Walking and functional connectivity pattern differences between groups
Using MVPA, six distinct clusters (F(20,230) > 2.40, k ≥ 48) were identified, indicating functional connectivity patterns associated with group differences in linear walking variables (Supplemental Table 2). Seed cluster A was located in the right cerebellar hemisphere (cerebellum 2, 7, 8, 9) (peak MNI: +26, -48, -44) and was not associated with a particular Yeo et al. functional network. Seed cluster B was identified in the right pre- and post-central gyrus (peak MNI: +66, -08, + 36) within the primary motor and somatosensory cortex, linked to the somatomotor network (SN). Seed cluster C was located in the left and right thalamus (peak MNI: +12, -22, + 14), a location not associated with a particular Yeo et al. functional network. Seed cluster D was located in the right cerebellar hemisphere (cerebellum 6), the cerebellar vermis (vermis 6), and the right lingual gyrus (peak MNI: +08, -68, -18), linked with the visual network (VIS). Seed cluster E was located within the brainstem (peak MNI: +06, -14, -20) a location not linked to a Yeo et al. functional network. Seed cluster F did not meet the minimum size of k ≥ 50 and therefore will not be reported. Additionally, only seed clusters B and D maintained significance in the post-hoc seed-to-voxel analyses. See Fig. 1a for cluster visualization in MNI space.
Post-hoc seed cluster B: self-selected pace 2MWT
For seed cluster B (right pre- and postcentral gyrus; SN), cadence, gait speed, and stride length independently resulted in similar cluster formations spanning the DMN, FPN, and VAN. The results showed opposing correlation patterns between groups. For cadence and stride length the results showed anticorrelations in healthy controls and positive correlations in PwMS, while the opposite was observed for gait speed. Full region details are provided in Fig. 1b and Supplemental Table 2.

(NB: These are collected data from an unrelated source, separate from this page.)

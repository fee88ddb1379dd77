use serde::{Deserialize, Serialize};

use crate::{ExecutionMode, Os};

/// Loaded from `.jvmreq/config.json`, controls how Java requirements are resolved.
#[derive(Debug, Serialize, Deserialize, Clone, PartialEq, Eq, Default)]
#[serde(rename_all = "camelCase")]
pub struct Config {
    /// Where build tools run (default: "global")
    #[serde(default)]
    pub binary_source: ExecutionMode,
}

/// Inputs of a resolution that come from the surrounding system rather than the project.
///
/// Passed explicitly into every resolver call; nothing reads process-wide state.
#[derive(Debug, Clone, Copy, PartialEq, Eq)]
pub struct ResolveContext {
    pub mode: ExecutionMode,
    pub os: Os,
}

impl ResolveContext {
    #[must_use]
    pub const fn new(mode: ExecutionMode, os: Os) -> Self {
        Self { mode, os }
    }

    #[must_use]
    pub const fn from_config(config: &Config) -> Self {
        Self::new(config.binary_source, Os::current())
    }
}

impl Default for ResolveContext {
    fn default() -> Self {
        Self::from_config(&Config::default())
    }
}

#[cfg(test)]
mod tests {
    use super::*;

    #[test]
    fn test_config_default() {
        let config = Config::default();
        assert_eq!(config.binary_source, ExecutionMode::Global);
    }

    #[test]
    fn test_config_deserialize_camel_case() {
        let config: Config = serde_json::from_str(r#"{"binarySource": "docker"}"#).unwrap();
        assert_eq!(config.binary_source, ExecutionMode::Docker);
    }

    #[test]
    fn test_config_deserialize_empty() {
        let config: Config = serde_json::from_str("{}").unwrap();
        assert_eq!(config, Config::default());
    }

    #[test]
    fn test_config_deserialize_unknown_mode() {
        let result = serde_json::from_str::<Config>(r#"{"binarySource": "podman"}"#);
        assert!(result.is_err());
    }

    #[test]
    fn test_resolve_context_from_config() {
        let config = Config {
            binary_source: ExecutionMode::Docker,
        };
        let ctx = ResolveContext::from_config(&config);
        assert_eq!(ctx.mode, ExecutionMode::Docker);
        assert_eq!(ctx.os, Os::current());
        assert_eq!(ResolveContext::default().mode, ExecutionMode::Global);
    }
}
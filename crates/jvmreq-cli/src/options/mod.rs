mod format_options;

pub use format_options::FormatOptions;
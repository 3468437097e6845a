//! Preview server command.

use std::net::SocketAddr;
use std::path::PathBuf;

use anyhow::{Context, Result};
use axum::Router;
use tower_http::services::{ServeDir, ServeFile};

/// Run the serve command.
pub async fn run(port: u16, dir: PathBuf, open: bool) -> Result<()> {
    if !dir.exists() {
        anyhow::bail!(
            "Directory not found: {}. Run 'vellum build' first.",
            dir.display()
        );
    }

    let addr: SocketAddr = format!("127.0.0.1:{}", port)
        .parse()
        .context("Invalid address")?;

    tracing::info!("Serving {} at http://{}", dir.display(), addr);

    let app = Router::new().fallback_service(
        ServeDir::new(&dir).not_found_service(ServeFile::new(dir.join("404.html"))),
    );

    let listener = tokio::net::TcpListener::bind(addr).await?;

    if open {
        let url = format!("http://{}", addr);
        let _ = open::that(&url);
    }

    axum::serve(listener, app).await?;

    Ok(())
}
//! Development server command.

use std::path::Path;

use anyhow::Result;
use vellum_server::{DevServer, DevServerConfig};

use crate::config::ConfigFile;

/// Run the dev server.
pub async fn run(config_path: &Path, port: u16, open: bool) -> Result<()> {
    tracing::info!("Starting development server on port {}", port);

    let file_config = ConfigFile::load(config_path)?;

    let config = DevServerConfig {
        site: file_config.site_config(),
        config_path: Some(config_path.to_path_buf()),
        port,
        open,
        ..Default::default()
    };

    DevServer::new(config).start().await?;

    Ok(())
}
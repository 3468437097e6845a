//! Development server with live reload for vellum blogs.
//!
//! Watches the post store and static files, rebuilds the site on change,
//! and pushes reloads to connected browsers over a WebSocket.

pub mod server;
pub mod watcher;
pub mod websocket;

pub use server::{DevServer, DevServerConfig, ServerError};
pub use watcher::{FileWatcher, WatchEvent};
pub use websocket::{ReloadHub, ReloadMessage};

Fig. 1(a) Six seed clusters identified from the MVPA. (b) Post-hoc seed-to-voxel correlation clusters for cadence, gait speed, and stride length displaying differences between groups for seed cluster B. (c) Post-hoc seed-to-voxel correlation clusters for cadence, gait speed, and stride length differences between groups for seed cluster D. Color bar represents statistical significance.
Post-hoc seed cluster D: self-selected pace 2MWT
For seed cluster D (right cerebellum, vermis, right lingual gyrus; VIS), cadence, gait speed, and stride length also independently resulted in similar cluster formations spanning the SN, VAN, and DAN. Again, cadence and stride length showed anticorrelations in healthy controls and positive correlations in PwMS while the opposite was observed for gait speed. See Fig. 1c and Supplemental Table 2 for full regional breakdowns.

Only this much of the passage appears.